Aamu Docs are collaborative documents for writing, planning, knowledge capture, publishing, and shared thinking. They support snapshots, source views, sharing, and the kind of live editing teams expect from a modern document tool.

Tasks cover the operational side: what needs to be done, who owns it, and how it moves forward. Work can be viewed in the shape that fits the moment, whether that is a board, list, or calendar-style planning view.

The benefit is that docs and tasks are not strangers. A doc can explain the thinking behind a task. A support ticket can turn into follow-up work. Team Brain can use written knowledge later when AI helps answer a customer or summarize a situation.

Customer communication

Aamu includes email, Helpdesk tickets, and Live chat because customer conversations should be close to the rest of the team's work. A customer question is rarely just a message. It may reveal a bug, a missing doc, a pricing concern, a product idea, or a process gap.

Keeping support inside the workspace means the team can respond and then act. A ticket can create a task. A repeated answer can improve docs. A draft can use Team Brain. A Live chat conversation can become part of the support history.

Your data and backups

Control over data is part of the current Aamu.app story too. Teams can send incremental daily backups to their own S3-compatible storage. That is a practical feature for teams that want an all-in-one workspace without feeling locked away from their own operational data.

This fits the rest of the product philosophy. Aamu brings work together, but the team should still be able to keep ownership, backups, and external integrations in mind.

Forms, scheduling, video, and design

Aamu also covers several supporting workflows that teams often buy separately.

Forms can collect survey answers, contact requests, registrations, and other structured input. Scheduling workflows can replace simple booking tools for many use cases. Video meetings and chat keep day-to-day communication nearby. Penpot brings open-source design work into the same environment, which is useful for product teams that want design, docs, and implementation work to stay closer together.

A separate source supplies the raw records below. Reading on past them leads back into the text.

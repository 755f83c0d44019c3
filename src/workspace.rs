use crate::config::{WorkspaceAuth, WorkspaceConfig};
use anyhow::{anyhow, Context, Result};
use log::debug;
use reqwest::blocking::{Client, RequestBuilder, Response};
use serde::de::DeserializeOwned;
use serde::Deserialize;
use std::cell::RefCell;

/// A managed Postgres instance as reported by the control plane.
#[derive(Debug, Clone, PartialEq, Eq, Deserialize)]
pub struct DatabaseInstance {
    pub name: String,
    #[serde(default)]
    pub uid: Option<String>,
    #[serde(default)]
    pub state: Option<String>,
    /// Hostname of the read/write endpoint. Absent until the instance is up.
    #[serde(default)]
    pub read_write_dns: Option<String>,
}

#[derive(Debug, Default, Deserialize)]
struct ListDatabaseInstancesResponse {
    #[serde(default)]
    database_instances: Vec<DatabaseInstance>,
    #[serde(default)]
    next_page_token: Option<String>,
}

#[derive(Debug, Deserialize)]
struct TokenResponse {
    access_token: String,
}

/// The workspace operations needed to find an instance's endpoint.
pub trait ControlPlane {
    /// All instances visible to the caller, every page.
    fn list_database_instances(&self) -> Result<Vec<DatabaseInstance>>;

    fn get_database_instance(&self, name: &str) -> Result<DatabaseInstance>;
}

/// Blocking REST client for the workspace control plane.
pub struct WorkspaceClient {
    config: WorkspaceConfig,
    client: Client,
    token: RefCell<Option<String>>,
}

impl WorkspaceClient {
    pub fn new(config: &WorkspaceConfig) -> Result<Self> {
        let client = Client::builder()
            .user_agent(concat!(env!("CARGO_PKG_NAME"), "/", env!("CARGO_PKG_VERSION")))
            .build()
            .context("could not build HTTP client")?;

        Ok(Self {
            config: config.clone(),
            client,
            token: RefCell::new(None),
        })
    }

    pub fn host(&self) -> &str {
        &self.config.host
    }

    /// Bearer token for API calls. Service principal tokens are minted once
    /// per client.
    fn token(&self) -> Result<String> {
        if let Some(token) = self.token.borrow().as_ref() {
            return Ok(token.clone());
        }

        let token = match &self.config.auth {
            WorkspaceAuth::Token(token) => token.clone(),
            WorkspaceAuth::ServicePrincipal {
                client_id,
                client_secret,
            } => self.fetch_oauth_token(client_id, client_secret)?,
        };

        *self.token.borrow_mut() = Some(token.clone());
        Ok(token)
    }

    fn fetch_oauth_token(&self, client_id: &str, client_secret: &str) -> Result<String> {
        let url = format!("{}/oidc/v1/token", self.config.host);
        debug!("requesting OAuth token from {}", url);

        let request = self
            .client
            .post(&url)
            .basic_auth(client_id, Some(client_secret))
            .form(&[("grant_type", "client_credentials"), ("scope", "all-apis")]);

        let token: TokenResponse = send_json(request, "OAuth token request")?;
        Ok(token.access_token)
    }

    fn get<T: DeserializeOwned>(&self, path: &str, query: &[(&str, &str)], what: &str) -> Result<T> {
        let url = format!("{}{}", self.config.host, path);
        debug!("GET {} {:?}", url, query);

        let request = self
            .client
            .get(&url)
            .bearer_auth(self.token()?)
            .query(query);

        send_json(request, what)
    }
}

impl ControlPlane for WorkspaceClient {
    fn list_database_instances(&self) -> Result<Vec<DatabaseInstance>> {
        let mut instances = vec![];
        let mut page_token: Option<String> = None;

        loop {
            let query: Vec<(&str, &str)> = match &page_token {
                Some(token) => vec![("page_token", token.as_str())],
                None => vec![],
            };

            let page: ListDatabaseInstancesResponse =
                self.get("/api/2.0/database/instances", &query, "list database instances")?;
            instances.extend(page.database_instances);

            match page.next_page_token.filter(|t| !t.is_empty()) {
                Some(next) if Some(&next) == page_token.as_ref() => {
                    return Err(anyhow!(
                        "list database instances: control plane returned the same page token twice"
                    ));
                }
                Some(next) => page_token = Some(next),
                None => break,
            }
        }

        debug!("found {} database instance(s)", instances.len());
        Ok(instances)
    }

    fn get_database_instance(&self, name: &str) -> Result<DatabaseInstance> {
        let path = format!("/api/2.0/database/instances/{}", urlencoding::encode(name));
        self.get(&path, &[], &format!("get database instance '{}'", name))
    }
}

fn send_json<T: DeserializeOwned>(request: RequestBuilder, what: &str) -> Result<T> {
    let response = request
        .send()
        .with_context(|| format!("{}: request failed", what))?;

    let response = check_status(response, what)?;

    response
        .json::<T>()
        .with_context(|| format!("{}: could not parse response", what))
}

fn check_status(response: Response, what: &str) -> Result<Response> {
    let status = response.status();
    if status.is_success() {
        return Ok(response);
    }

    let body = response.text().unwrap_or_default();
    Err(anyhow!("{}: HTTP {}: {}", what, status, body.trim()))
}

#[cfg(test)]
mod tests {
    use super::*;
    use indoc::indoc;

    #[test]
    fn test_parse_list_response() {
        let body = indoc! {r#"
            {
              "database_instances": [
                {
                  "name": "chatbot-lakebase",
                  "uid": "b2c1",
                  "state": "AVAILABLE",
                  "read_write_dns": "instance-b2c1.database.cloud.databricks.com",
                  "capacity": "CU_1"
                },
                { "name": "starting", "state": "STARTING" }
              ],
              "next_page_token": "abc"
            }
        "#};

        let page: ListDatabaseInstancesResponse = serde_json::from_str(body).unwrap();

        assert_eq!(page.database_instances.len(), 2);
        assert_eq!(
            page.database_instances[0].read_write_dns.as_deref(),
            Some("instance-b2c1.database.cloud.databricks.com")
        );
        assert_eq!(page.database_instances[1].read_write_dns, None);
        assert_eq!(page.next_page_token.as_deref(), Some("abc"));
    }

    #[test]
    fn test_parse_empty_list_response() {
        let page: ListDatabaseInstancesResponse = serde_json::from_str("{}").unwrap();
        assert!(page.database_instances.is_empty());
        assert!(page.next_page_token.is_none());
    }

    #[test]
    fn test_client_uses_configured_token() {
        let config = WorkspaceConfig::new("example.com", WorkspaceAuth::Token("dapi".to_string()));
        let client = WorkspaceClient::new(&config).unwrap();

        assert_eq!(client.host(), "https://example.com");
        assert_eq!(client.token().unwrap(), "dapi");
    }
}
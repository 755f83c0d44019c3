use env_logger::Env;
use lakebase_role::cli;
use lakebase_role::config::WorkspaceConfig;
use lakebase_role::connection::DbConnection;
use lakebase_role::run::run;
use lakebase_role::workspace::WorkspaceClient;
use log::debug;
use std::process;

fn main() {
    env_logger::Builder::from_env(Env::default().default_filter_or("info")).init();

    let args = cli::parse();

    if let Err(e) = try_main(&args) {
        println!("Error: {:#}", e);
        process::exit(1);
    }
}

fn try_main(args: &cli::Cli) -> anyhow::Result<()> {
    let options = args.to_options()?;

    let workspace = WorkspaceConfig::from_env()?;
    debug!("Using {} for {}", workspace.auth, workspace.host);
    let client = WorkspaceClient::new(&workspace)?;

    run(&options, &client, DbConnection::connect)?;

    Ok(())
}
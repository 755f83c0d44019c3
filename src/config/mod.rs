pub mod connection;
pub mod role;
pub mod workspace;

pub use connection::{AdminCredentials, ConnectionInfo, TlsMode};
pub use role::RoleSpec;
pub use workspace::{WorkspaceAuth, WorkspaceConfig};

/// The database every migration role is provisioned in.
pub const DEFAULT_DATABASE: &str = "chatbot_db";

/// Lakebase instances always serve Postgres on the standard port.
pub const DEFAULT_PORT: u16 = 5432;

pub const DEFAULT_ROLE_NAME: &str = "app_migrator";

Not every team will use every feature on day one. The value comes from having room to grow without adding a new standalone tool for every new workflow.

Pricing

Aamu.app still keeps pricing simple and experimental: pay what you want, based on what the product is worth to you and what you can afford. That can be zero, and it can also be more if Aamu saves real time or replaces tools you would otherwise pay for separately.

The current pricing options reflect that flexibility. A team can use the free option, make one-time payments when it wants, choose a recurring monthly amount, or choose a recurring amount per active user. All features are included; the difference is how the team wants to support the product.

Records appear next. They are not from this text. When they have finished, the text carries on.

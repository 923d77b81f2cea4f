//! Result types produced by the matchers.
//!
//! Highlighting is kept out of band: a [`Highlighted`] value stores the visible
//! text together with the byte range that should be emphasised. Truncation and
//! context windows therefore operate on what the user actually sees, and the
//! colouring is applied only by a [`crate::report::Reporter`] at print time.
//!
//! ```rust,ignore
//! let hit = LineHit { line_number: 1, column: 7, fragment: Highlighted::new("hello world", Some(6..11)) };
//! assert_eq!(hit.to_string(), "Line 1, Column 7: hello world\n");
//! ```

use std::fmt;
use std::ops::Range;

use crate::metrics::TraversalStats;

/// Text with an optional emphasised span
#[derive(Debug, Clone, PartialEq, Eq)]
pub struct Highlighted {
    /// The visible text
    pub text: String,
    /// Byte range of `text` to emphasise
    pub emphasis: Option<Range<usize>>,
}

impl Highlighted {
    pub fn new(text: impl Into<String>, emphasis: Option<Range<usize>>) -> Self {
        Self {
            text: text.into(),
            emphasis,
        }
    }

    /// Text with no emphasis at all
    pub fn plain(text: impl Into<String>) -> Self {
        Self::new(text, None)
    }

    /// The emphasised slice, if any
    pub fn emphasised(&self) -> Option<&str> {
        self.emphasis.clone().map(|r| &self.text[r])
    }

    /// Splits the text into `(before, emphasised, after)`
    pub fn parts(&self) -> (&str, &str, &str) {
        match &self.emphasis {
            Some(r) => (
                &self.text[..r.start],
                &self.text[r.clone()],
                &self.text[r.end..],
            ),
            None => (self.text.as_str(), "", ""),
        }
    }

    /// Renders the text, passing the emphasised span through `emphasise`
    pub fn render_with(&self, emphasise: impl Fn(&str) -> String) -> String {
        let (before, key, after) = self.parts();
        if key.is_empty() {
            return self.text.clone();
        }
        format!("{}{}{}", before, emphasise(key), after)
    }
}

impl fmt::Display for Highlighted {
    fn fmt(&self, f: &mut fmt::Formatter<'_>) -> fmt::Result {
        f.write_str(&self.text)
    }
}

/// A single matching line inside a file
#[derive(Debug, Clone, PartialEq, Eq)]
pub struct LineHit {
    /// 1-indexed line number
    pub line_number: usize,
    /// 1-indexed character column of the first occurrence in the raw line
    pub column: usize,
    /// Display fragment of the line, already windowed and capped
    pub fragment: Highlighted,
}

impl LineHit {
    /// The `Line <n>, Column <c>:` tag
    pub fn location(&self) -> String {
        format!("Line {}, Column {}:", self.line_number, self.column)
    }
}

impl fmt::Display for LineHit {
    fn fmt(&self, f: &mut fmt::Formatter<'_>) -> fmt::Result {
        writeln!(f, "{} {}", self.location(), self.fragment)
    }
}

/// What a matcher found in one file
#[derive(Debug, Clone, PartialEq, Eq)]
pub enum MatchBuffer {
    /// Matching lines of a file, in ascending line order
    Lines(Vec<LineHit>),
    /// The highlighted base name of a file
    Name(Highlighted),
}

impl MatchBuffer {
    pub fn is_empty(&self) -> bool {
        match self {
            MatchBuffer::Lines(hits) => hits.is_empty(),
            MatchBuffer::Name(name) => name.text.is_empty(),
        }
    }

    /// Number of matched lines, or 1 for a name match
    pub fn match_count(&self) -> usize {
        match self {
            MatchBuffer::Lines(hits) => hits.len(),
            MatchBuffer::Name(_) => 1,
        }
    }
}

impl fmt::Display for MatchBuffer {
    fn fmt(&self, f: &mut fmt::Formatter<'_>) -> fmt::Result {
        match self {
            MatchBuffer::Lines(hits) => hits.iter().try_for_each(|hit| write!(f, "{}", hit)),
            MatchBuffer::Name(name) => write!(f, "{}", name),
        }
    }
}

/// A reported match: where it was found and what was found
#[derive(Debug, Clone, PartialEq, Eq)]
pub struct Report {
    pub display_name: String,
    pub buffer: MatchBuffer,
}

/// Everything a collected search produced
#[derive(Debug, Clone, Default)]
pub struct SearchOutput {
    /// Reports in traversal order
    pub reports: Vec<Report>,
    pub stats: TraversalStats,
}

The model is intentionally fair and lightweight. Aamu is built to be useful without forcing a heavy procurement process before a team can try it properly.

What about the name?

Aamu means "morning" in Finnish. It is short, simple, and distinctive. It also hints at a product trying to make the start of work feel a little clearer: fewer scattered tools, fewer missing pieces, and less hunting for context before anything useful can happen.

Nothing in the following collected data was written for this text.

use config::{Config as ConfigBuilder, File};
use serde::{Deserialize, Serialize};
use std::fmt;
use std::path::{Path, PathBuf};
use std::str::FromStr;

use crate::errors::{SearchError, SearchResult};

/// Depth used when nothing else is configured. Deep enough to be unbounded in
/// practice while still capping recursion.
pub const DEFAULT_MAX_DEPTH: i64 = 999;

/// What the search key is compared against
#[derive(Debug, Clone, Copy, PartialEq, Eq, Default, Serialize, Deserialize)]
#[serde(rename_all = "lowercase")]
pub enum SearchMode {
    /// Look for the key inside each file's lines
    #[default]
    Contents,
    /// Look for the key in each file's base name
    Filenames,
}

impl SearchMode {
    pub fn as_str(&self) -> &'static str {
        match self {
            SearchMode::Contents => "contents",
            SearchMode::Filenames => "filenames",
        }
    }
}

impl fmt::Display for SearchMode {
    fn fmt(&self, f: &mut fmt::Formatter<'_>) -> fmt::Result {
        f.write_str(self.as_str())
    }
}

impl FromStr for SearchMode {
    type Err = SearchError;

    fn from_str(s: &str) -> Result<Self, Self::Err> {
        match s {
            "contents" => Ok(SearchMode::Contents),
            "filenames" => Ok(SearchMode::Filenames),
            other => Err(SearchError::config_error(format!(
                "Unknown mode '{}', expected 'contents' or 'filenames'",
                other
            ))),
        }
    }
}

/// How to treat file contents that are not valid UTF-8
#[derive(Debug, Clone, Copy, PartialEq, Eq, Default, Serialize, Deserialize)]
#[serde(rename_all = "lowercase")]
pub enum EncodingMode {
    /// Invalid UTF-8 is an error and the file is skipped
    #[default]
    FailFast,
    /// Invalid sequences are replaced with U+FFFD
    Lossy,
}

impl FromStr for EncodingMode {
    type Err = SearchError;

    fn from_str(s: &str) -> Result<Self, Self::Err> {
        match s.to_ascii_lowercase().as_str() {
            "failfast" => Ok(EncodingMode::FailFast),
            "lossy" => Ok(EncodingMode::Lossy),
            other => Err(SearchError::config_error(format!(
                "Unknown encoding mode '{}', expected 'failfast' or 'lossy'",
                other
            ))),
        }
    }
}

/// Configuration for a findr run.
///
/// # Configuration Locations
///
/// Values are read from these files, later ones overriding earlier ones:
/// 1. Global `$HOME/.config/findr/config.yaml`
/// 2. Local `.findr.yaml` in the current directory
/// 3. Custom config file given with `--config`
///
/// Command-line values are applied last through [`SearchConfig::merge_with_cli`].
/// The search key is never read from a file; it only comes from the command
/// line.
///
/// # Configuration Format
///
/// ```yaml
/// # contents | filenames
/// mode: "filenames"
///
/// # Directory levels to descend into
/// max_depth: 8
///
/// # Prune entries whose name starts with '.'
/// skip_dotfiles: true
///
/// # failfast | lossy
/// encoding_mode: "lossy"
///
/// # trace, debug, info, warn, error
/// log_level: "info"
/// ```
#[derive(Debug, Clone, Serialize, Deserialize)]
pub struct SearchConfig {
    /// Literal text to look for
    #[serde(skip)]
    pub key: String,

    #[serde(default)]
    pub mode: SearchMode,

    /// Number of directory levels the traversal may visit. Zero or less
    /// visits nothing.
    #[serde(default = "default_max_depth")]
    pub max_depth: i64,

    /// Skip entries whose base name starts with a dot, including everything
    /// below hidden directories
    #[serde(default)]
    pub skip_dotfiles: bool,

    /// Directory whose entries are searched
    #[serde(default = "default_root_path")]
    pub root_path: PathBuf,

    #[serde(default)]
    pub encoding_mode: EncodingMode,

    /// Log level (trace, debug, info, warn, error)
    #[serde(default = "default_log_level")]
    pub log_level: String,
}

fn default_max_depth() -> i64 {
    DEFAULT_MAX_DEPTH
}

fn default_root_path() -> PathBuf {
    PathBuf::from(".")
}

fn default_log_level() -> String {
    "warn".to_string()
}

impl Default for SearchConfig {
    fn default() -> Self {
        Self {
            key: String::new(),
            mode: SearchMode::default(),
            max_depth: default_max_depth(),
            skip_dotfiles: false,
            root_path: default_root_path(),
            encoding_mode: EncodingMode::default(),
            log_level: default_log_level(),
        }
    }
}

impl SearchConfig {
    /// Loads configuration from the default locations plus an optional
    /// explicit file, which must exist
    pub fn load_from(config_path: Option<&Path>) -> SearchResult<Self> {
        let mut builder = ConfigBuilder::builder();

        let defaults = [
            dirs::config_dir().map(|p| p.join("findr/config.yaml")),
            Some(PathBuf::from(".findr.yaml")),
        ];

        for path in defaults.iter().flatten() {
            if path.exists() {
                builder = builder.add_source(File::from(path.as_path()));
            }
        }

        if let Some(path) = config_path {
            builder = builder.add_source(File::from(path).required(true));
        }

        Ok(builder.build()?.try_deserialize()?)
    }

    /// Applies every value given on the command line over the file values
    pub fn merge_with_cli(mut self, cli: ConfigOverrides) -> Self {
        if let Some(key) = cli.key {
            self.key = key;
        }
        if let Some(mode) = cli.mode {
            self.mode = mode;
        }
        if let Some(max_depth) = cli.max_depth {
            self.max_depth = max_depth;
        }
        if cli.skip_dotfiles {
            self.skip_dotfiles = true;
        }
        if let Some(root_path) = cli.root_path {
            self.root_path = root_path;
        }
        if let Some(encoding_mode) = cli.encoding_mode {
            self.encoding_mode = encoding_mode;
        }
        if let Some(log_level) = cli.log_level {
            self.log_level = log_level;
        }
        self
    }

    /// Validates the configuration into an immutable request
    pub fn request(&self) -> SearchResult<SearchRequest> {
        SearchRequest::new(
            self.root_path.clone(),
            self.key.clone(),
            self.max_depth,
            self.skip_dotfiles,
        )
    }
}

/// Values given explicitly on the command line. `None` leaves the file value
/// (or the default) in place.
#[derive(Debug, Clone, Default, PartialEq, Eq)]
pub struct ConfigOverrides {
    pub key: Option<String>,
    pub mode: Option<SearchMode>,
    pub max_depth: Option<i64>,
    /// A flag can only switch pruning on
    pub skip_dotfiles: bool,
    pub root_path: Option<PathBuf>,
    pub encoding_mode: Option<EncodingMode>,
    pub log_level: Option<String>,
}

/// The validated, read-only input of a single traversal
#[derive(Debug, Clone, PartialEq, Eq)]
pub struct SearchRequest {
    root: PathBuf,
    key: String,
    max_depth: i64,
    skip_hidden: bool,
}

impl SearchRequest {
    pub fn new(
        root: impl Into<PathBuf>,
        key: impl Into<String>,
        max_depth: i64,
        skip_hidden: bool,
    ) -> SearchResult<Self> {
        let key = key.into();
        if key.is_empty() {
            return Err(SearchError::config_error("Search key must not be empty"));
        }
        Ok(Self {
            root: root.into(),
            key,
            max_depth,
            skip_hidden,
        })
    }

    pub fn root(&self) -> &Path {
        &self.root
    }

    pub fn key(&self) -> &str {
        &self.key
    }

    pub fn max_depth(&self) -> i64 {
        self.max_depth
    }

    pub fn skip_hidden(&self) -> bool {
        self.skip_hidden
    }
}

Should you trust Aamu.app?

Aamu.app is built by a small team with a practical bias: make the tool useful, keep the system understandable, and avoid unnecessary complexity. The founder's earlier product, Embed.rocks, has served paying customers since 2016, which reflects the same preference for durable, quietly useful software.

The main thing to understand is that Aamu is not trying to be a flashy wrapper around a single trend. It is a workspace: docs, tasks, databases, support, email, forms, video, design, APIs, and AI workflows that can reinforce each other. That is the bet.

Where to start

If you are new to Aamu.app, start with one workflow that currently feels fragmented. It might be customer support, project planning, a content workflow, a database-backed form, or a team knowledge base. Put that workflow into Aamu and connect the pieces that naturally belong together.

From there, the larger idea becomes easier to see: Aamu.app is not just a collection of features. It is a place where the work, the knowledge around the work, and the communication about the work can stay together.